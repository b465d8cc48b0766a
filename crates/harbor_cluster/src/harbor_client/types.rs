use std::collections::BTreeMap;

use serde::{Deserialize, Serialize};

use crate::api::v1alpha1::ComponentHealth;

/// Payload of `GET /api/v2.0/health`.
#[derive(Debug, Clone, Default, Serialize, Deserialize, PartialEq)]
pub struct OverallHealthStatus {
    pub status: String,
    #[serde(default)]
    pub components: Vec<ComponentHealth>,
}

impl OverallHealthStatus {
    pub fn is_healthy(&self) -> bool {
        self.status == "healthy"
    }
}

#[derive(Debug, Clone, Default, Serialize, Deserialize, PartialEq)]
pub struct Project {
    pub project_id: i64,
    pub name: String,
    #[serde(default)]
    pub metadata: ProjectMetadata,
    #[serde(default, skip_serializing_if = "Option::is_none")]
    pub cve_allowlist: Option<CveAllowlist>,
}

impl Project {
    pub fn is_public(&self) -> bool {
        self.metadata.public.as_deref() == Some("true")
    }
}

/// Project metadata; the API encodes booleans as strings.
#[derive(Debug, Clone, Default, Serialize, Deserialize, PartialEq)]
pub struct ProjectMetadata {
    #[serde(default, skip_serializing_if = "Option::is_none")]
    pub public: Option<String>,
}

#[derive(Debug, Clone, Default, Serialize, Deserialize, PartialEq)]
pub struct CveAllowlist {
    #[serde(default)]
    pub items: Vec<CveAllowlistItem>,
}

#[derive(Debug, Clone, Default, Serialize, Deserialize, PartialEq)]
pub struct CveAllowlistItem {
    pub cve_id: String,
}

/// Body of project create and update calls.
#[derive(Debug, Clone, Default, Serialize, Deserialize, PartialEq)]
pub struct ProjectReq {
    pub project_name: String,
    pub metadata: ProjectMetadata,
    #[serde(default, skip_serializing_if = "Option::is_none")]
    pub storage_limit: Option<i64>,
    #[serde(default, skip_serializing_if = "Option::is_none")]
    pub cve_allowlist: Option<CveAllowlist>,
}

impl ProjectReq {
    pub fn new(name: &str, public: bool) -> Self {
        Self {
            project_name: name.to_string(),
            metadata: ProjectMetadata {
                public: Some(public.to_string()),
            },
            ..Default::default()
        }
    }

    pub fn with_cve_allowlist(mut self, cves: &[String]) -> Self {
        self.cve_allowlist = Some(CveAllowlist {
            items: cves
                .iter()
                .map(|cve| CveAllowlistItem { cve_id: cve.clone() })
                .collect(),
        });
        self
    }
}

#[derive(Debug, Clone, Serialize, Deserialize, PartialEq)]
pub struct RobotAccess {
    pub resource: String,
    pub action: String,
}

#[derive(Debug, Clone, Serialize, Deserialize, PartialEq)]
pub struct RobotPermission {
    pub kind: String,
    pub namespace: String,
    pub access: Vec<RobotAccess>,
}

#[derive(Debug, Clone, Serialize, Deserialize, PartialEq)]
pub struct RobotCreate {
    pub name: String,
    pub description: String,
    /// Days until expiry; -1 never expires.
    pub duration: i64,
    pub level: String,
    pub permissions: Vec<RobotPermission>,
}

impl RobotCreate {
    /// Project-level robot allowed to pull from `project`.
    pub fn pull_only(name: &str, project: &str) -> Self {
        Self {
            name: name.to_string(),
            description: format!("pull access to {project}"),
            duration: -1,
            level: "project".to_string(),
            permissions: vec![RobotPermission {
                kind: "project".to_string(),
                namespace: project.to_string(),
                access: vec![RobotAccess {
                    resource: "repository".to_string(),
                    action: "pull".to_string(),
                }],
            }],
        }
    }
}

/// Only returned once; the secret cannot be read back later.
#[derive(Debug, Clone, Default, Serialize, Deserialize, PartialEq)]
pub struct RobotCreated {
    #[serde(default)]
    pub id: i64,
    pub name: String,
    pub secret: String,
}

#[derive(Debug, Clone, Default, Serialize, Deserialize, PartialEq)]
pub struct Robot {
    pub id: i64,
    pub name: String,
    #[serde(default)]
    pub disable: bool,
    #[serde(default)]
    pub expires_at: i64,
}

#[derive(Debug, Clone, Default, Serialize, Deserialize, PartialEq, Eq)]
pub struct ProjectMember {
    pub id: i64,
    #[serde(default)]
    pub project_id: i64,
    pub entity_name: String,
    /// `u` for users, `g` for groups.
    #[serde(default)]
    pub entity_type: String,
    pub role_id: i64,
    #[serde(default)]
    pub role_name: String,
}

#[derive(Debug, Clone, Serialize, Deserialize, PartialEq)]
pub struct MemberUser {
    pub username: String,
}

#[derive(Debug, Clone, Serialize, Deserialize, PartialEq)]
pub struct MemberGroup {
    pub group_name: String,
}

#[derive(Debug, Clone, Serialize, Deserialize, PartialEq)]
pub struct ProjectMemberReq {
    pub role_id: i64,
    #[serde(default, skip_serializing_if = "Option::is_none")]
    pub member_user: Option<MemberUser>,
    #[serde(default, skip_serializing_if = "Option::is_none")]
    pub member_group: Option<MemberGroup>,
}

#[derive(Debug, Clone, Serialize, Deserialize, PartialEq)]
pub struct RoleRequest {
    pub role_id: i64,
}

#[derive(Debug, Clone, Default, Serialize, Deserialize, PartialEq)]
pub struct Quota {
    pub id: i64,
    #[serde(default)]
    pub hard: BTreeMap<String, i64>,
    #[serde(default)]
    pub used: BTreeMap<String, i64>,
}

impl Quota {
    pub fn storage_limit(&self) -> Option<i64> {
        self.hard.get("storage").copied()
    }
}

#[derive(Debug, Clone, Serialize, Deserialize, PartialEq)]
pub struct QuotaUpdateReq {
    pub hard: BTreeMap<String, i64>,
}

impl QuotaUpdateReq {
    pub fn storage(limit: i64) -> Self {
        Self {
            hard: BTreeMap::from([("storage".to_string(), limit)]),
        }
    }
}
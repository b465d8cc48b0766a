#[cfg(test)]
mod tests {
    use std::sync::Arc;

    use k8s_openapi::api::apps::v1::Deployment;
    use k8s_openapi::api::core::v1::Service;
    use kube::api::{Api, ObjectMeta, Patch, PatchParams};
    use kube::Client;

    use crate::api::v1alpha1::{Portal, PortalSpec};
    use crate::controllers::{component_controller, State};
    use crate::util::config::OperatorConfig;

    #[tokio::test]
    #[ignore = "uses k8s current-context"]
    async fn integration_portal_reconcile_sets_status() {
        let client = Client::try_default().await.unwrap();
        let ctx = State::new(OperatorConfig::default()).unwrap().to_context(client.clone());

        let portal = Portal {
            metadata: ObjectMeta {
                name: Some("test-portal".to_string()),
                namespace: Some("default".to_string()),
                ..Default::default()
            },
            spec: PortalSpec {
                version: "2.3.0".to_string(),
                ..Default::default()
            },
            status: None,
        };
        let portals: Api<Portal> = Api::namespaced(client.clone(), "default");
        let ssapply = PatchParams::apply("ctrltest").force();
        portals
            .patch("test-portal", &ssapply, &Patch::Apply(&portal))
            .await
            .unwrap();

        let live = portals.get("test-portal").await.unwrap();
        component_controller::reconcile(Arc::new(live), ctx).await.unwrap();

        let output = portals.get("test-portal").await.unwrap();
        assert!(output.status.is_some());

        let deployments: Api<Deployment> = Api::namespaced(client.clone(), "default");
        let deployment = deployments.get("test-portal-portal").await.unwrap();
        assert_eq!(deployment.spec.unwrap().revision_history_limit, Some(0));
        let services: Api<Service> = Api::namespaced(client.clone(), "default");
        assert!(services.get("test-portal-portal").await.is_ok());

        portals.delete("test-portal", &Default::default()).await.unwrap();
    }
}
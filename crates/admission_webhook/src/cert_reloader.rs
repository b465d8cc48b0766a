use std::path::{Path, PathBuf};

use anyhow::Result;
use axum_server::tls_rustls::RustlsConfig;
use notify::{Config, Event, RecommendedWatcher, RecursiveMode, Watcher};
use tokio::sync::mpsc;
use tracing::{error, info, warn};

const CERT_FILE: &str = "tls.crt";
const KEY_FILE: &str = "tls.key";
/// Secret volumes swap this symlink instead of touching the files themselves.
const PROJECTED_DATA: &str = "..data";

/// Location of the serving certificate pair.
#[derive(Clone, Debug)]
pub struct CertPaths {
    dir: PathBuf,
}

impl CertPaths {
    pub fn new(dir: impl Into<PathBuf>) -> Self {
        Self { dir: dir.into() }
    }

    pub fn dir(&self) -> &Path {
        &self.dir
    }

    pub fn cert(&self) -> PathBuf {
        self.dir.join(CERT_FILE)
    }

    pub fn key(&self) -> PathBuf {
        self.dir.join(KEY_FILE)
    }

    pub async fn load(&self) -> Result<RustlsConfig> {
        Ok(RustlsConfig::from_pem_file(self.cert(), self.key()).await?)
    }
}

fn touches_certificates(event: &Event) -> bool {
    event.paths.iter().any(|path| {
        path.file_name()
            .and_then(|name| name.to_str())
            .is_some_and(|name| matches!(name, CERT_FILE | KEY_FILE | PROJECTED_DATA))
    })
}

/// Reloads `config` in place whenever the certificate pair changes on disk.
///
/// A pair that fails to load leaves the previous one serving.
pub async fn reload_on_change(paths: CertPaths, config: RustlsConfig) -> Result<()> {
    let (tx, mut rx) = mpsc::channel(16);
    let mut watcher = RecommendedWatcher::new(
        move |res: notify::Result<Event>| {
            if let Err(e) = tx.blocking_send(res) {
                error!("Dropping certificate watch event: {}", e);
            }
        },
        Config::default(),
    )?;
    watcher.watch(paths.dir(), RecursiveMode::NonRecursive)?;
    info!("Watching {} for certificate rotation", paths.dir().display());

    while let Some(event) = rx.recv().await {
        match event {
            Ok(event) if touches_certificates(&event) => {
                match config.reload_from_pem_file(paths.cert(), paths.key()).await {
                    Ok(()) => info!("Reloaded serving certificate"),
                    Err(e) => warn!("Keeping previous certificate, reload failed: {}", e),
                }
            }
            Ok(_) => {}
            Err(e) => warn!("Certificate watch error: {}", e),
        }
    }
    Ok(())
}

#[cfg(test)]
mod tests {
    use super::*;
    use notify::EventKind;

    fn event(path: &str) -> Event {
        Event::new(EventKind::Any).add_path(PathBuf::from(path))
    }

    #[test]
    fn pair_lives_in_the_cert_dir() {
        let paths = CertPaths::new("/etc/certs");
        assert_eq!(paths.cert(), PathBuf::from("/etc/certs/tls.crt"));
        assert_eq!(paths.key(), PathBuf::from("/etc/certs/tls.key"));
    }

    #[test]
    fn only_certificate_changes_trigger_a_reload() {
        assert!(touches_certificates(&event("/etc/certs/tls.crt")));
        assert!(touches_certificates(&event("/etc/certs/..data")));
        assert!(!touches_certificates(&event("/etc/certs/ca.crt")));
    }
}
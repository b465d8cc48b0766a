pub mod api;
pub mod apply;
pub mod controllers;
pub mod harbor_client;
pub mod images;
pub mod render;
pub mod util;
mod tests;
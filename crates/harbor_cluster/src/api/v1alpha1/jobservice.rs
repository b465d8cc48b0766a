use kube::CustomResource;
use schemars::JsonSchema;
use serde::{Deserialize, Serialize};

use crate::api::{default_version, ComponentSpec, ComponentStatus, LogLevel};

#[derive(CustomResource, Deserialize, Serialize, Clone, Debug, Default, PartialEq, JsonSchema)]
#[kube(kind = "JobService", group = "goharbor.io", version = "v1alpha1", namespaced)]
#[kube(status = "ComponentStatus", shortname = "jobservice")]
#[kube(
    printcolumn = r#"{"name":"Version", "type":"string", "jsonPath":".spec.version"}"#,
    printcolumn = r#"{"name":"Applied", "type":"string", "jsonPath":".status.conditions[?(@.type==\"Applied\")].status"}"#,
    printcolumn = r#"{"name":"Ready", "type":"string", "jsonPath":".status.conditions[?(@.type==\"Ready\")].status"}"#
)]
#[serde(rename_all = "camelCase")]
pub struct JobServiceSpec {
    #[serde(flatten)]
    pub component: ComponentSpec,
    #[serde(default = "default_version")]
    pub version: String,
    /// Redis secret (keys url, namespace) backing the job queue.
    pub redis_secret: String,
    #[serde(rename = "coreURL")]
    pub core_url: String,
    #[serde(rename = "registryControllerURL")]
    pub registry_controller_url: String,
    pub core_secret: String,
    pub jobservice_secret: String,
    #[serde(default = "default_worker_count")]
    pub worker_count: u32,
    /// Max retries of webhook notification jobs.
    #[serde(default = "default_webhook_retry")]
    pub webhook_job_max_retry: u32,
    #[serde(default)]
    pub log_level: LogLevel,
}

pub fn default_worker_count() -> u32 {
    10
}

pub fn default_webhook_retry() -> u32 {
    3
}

──────────────────────────────

Nothing beyond a number is expected: count the lines of the material that hold the string "permissions".

2